Abstract

This study was conducted to evaluate any correlation between the measured width of cleft palates and postoperative fistula formation. Prospective study design was used where 43 consecutive cases of patients with cleft lip and palate or isolated palate who underwent cleft palate repair in an institution were observed. A preoperative or peroperative dental impression of the upper jaw was taken for the measurement of various cleft parameters. Palatoplasty was done using the Von-Langenbeck procedure or modified Veau-Wardil-Kilner-type repair. Among these, only 31 patients could be followed up for at least 4 weeks after the surgery and were included in the study. The patients developing fistulas were evaluated with respect to size, site and initial cleft dimensions. Statistical evaluation of multiple variables was performed. It was found that the width of the cleft palate has a bearing on the occurrence of postoperative palatal fistula formation, with a width of 15 mm or more having a statistically significant risk of fistula formation.
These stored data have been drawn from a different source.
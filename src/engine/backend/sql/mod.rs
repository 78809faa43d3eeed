//! Relational backend compiler
//!
//! Filters become a `SqlFilter` rooted at the model's table, rendered per
//! dialect. Updates become an ordered `SqlUpdatePlan`.

pub mod expr;
pub mod filter;
pub mod update;

pub use expr::{ColumnRef, CompareOp, JoinOn, SqlExpr, SqlJoin, SqlStatement, SqlWriter};
pub use filter::{EmbeddingStrategy, SqlFilter, ROOT_ALIAS};
pub use update::{SqlUpdatePlan, UpdateStep};

use std::sync::Arc;
use tracing::debug;

use super::{ensure_backend, BackendCompiler};
use crate::engine::adapter::SqlDialect;
use crate::engine::error::Result;
use crate::engine::model::{BackendModelDescriptor, ModelResolver};
use crate::engine::query::{Node, UpdateDocument};
use crate::engine::schema::BackendKind;
use filter::FilterBuilder;

pub struct SqlCompiler {
    dialect: SqlDialect,
    resolver: Arc<dyn ModelResolver>,
    strategy: EmbeddingStrategy,
}

impl SqlCompiler {
    pub fn new(dialect: SqlDialect, resolver: Arc<dyn ModelResolver>) -> Self {
        Self {
            dialect,
            resolver,
            strategy: EmbeddingStrategy::default(),
        }
    }

    /// Per-call choice between `EXISTS` and flattened joins for embeddings
    pub fn with_strategy(mut self, strategy: EmbeddingStrategy) -> Self {
        self.strategy = strategy;
        self
    }

    pub fn dialect(&self) -> SqlDialect {
        self.dialect
    }

    pub fn strategy(&self) -> EmbeddingStrategy {
        self.strategy
    }
}

impl BackendCompiler for SqlCompiler {
    type Filter = SqlFilter;
    type Update = SqlUpdatePlan;

    fn backend(&self) -> BackendKind {
        BackendKind::Sql
    }

    fn compile_filter(&self, node: &Node, model: &BackendModelDescriptor) -> Result<SqlFilter> {
        ensure_backend(model, BackendKind::Sql)?;
        let filter = FilterBuilder::new(self.resolver.as_ref(), self.strategy).build(node, model)?;

        debug!(
            schema = %model.schema,
            dialect = %self.dialect,
            joins = filter.joins.len(),
            "Compiled relational filter"
        );
        Ok(filter)
    }

    fn compile_update(
        &self,
        update: &UpdateDocument,
        filter: &SqlFilter,
        model: &BackendModelDescriptor,
    ) -> Result<SqlUpdatePlan> {
        ensure_backend(model, BackendKind::Sql)?;
        let plan = update::plan_update(update, filter, model)?;

        debug!(
            schema = %model.schema,
            steps = plan.steps.len(),
            transactional = plan.requires_transaction(),
            "Compiled relational update"
        );
        Ok(plan)
    }
}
The strongest association was found for the ratio of cleft width to the sum of the palatal shelves width. As this ratio increases to 0.48 or more, the risk of fistula becomes statistically significant. The ratio of cleft width to the posterior arch width is also a strong predictor of fistula formation with the risk becoming higher if the ratio is more than 0.41. Thus, the concept of wide-cleft is not vague or irrelevant but has a bearing on postoperative fistula formation, as shown in this study.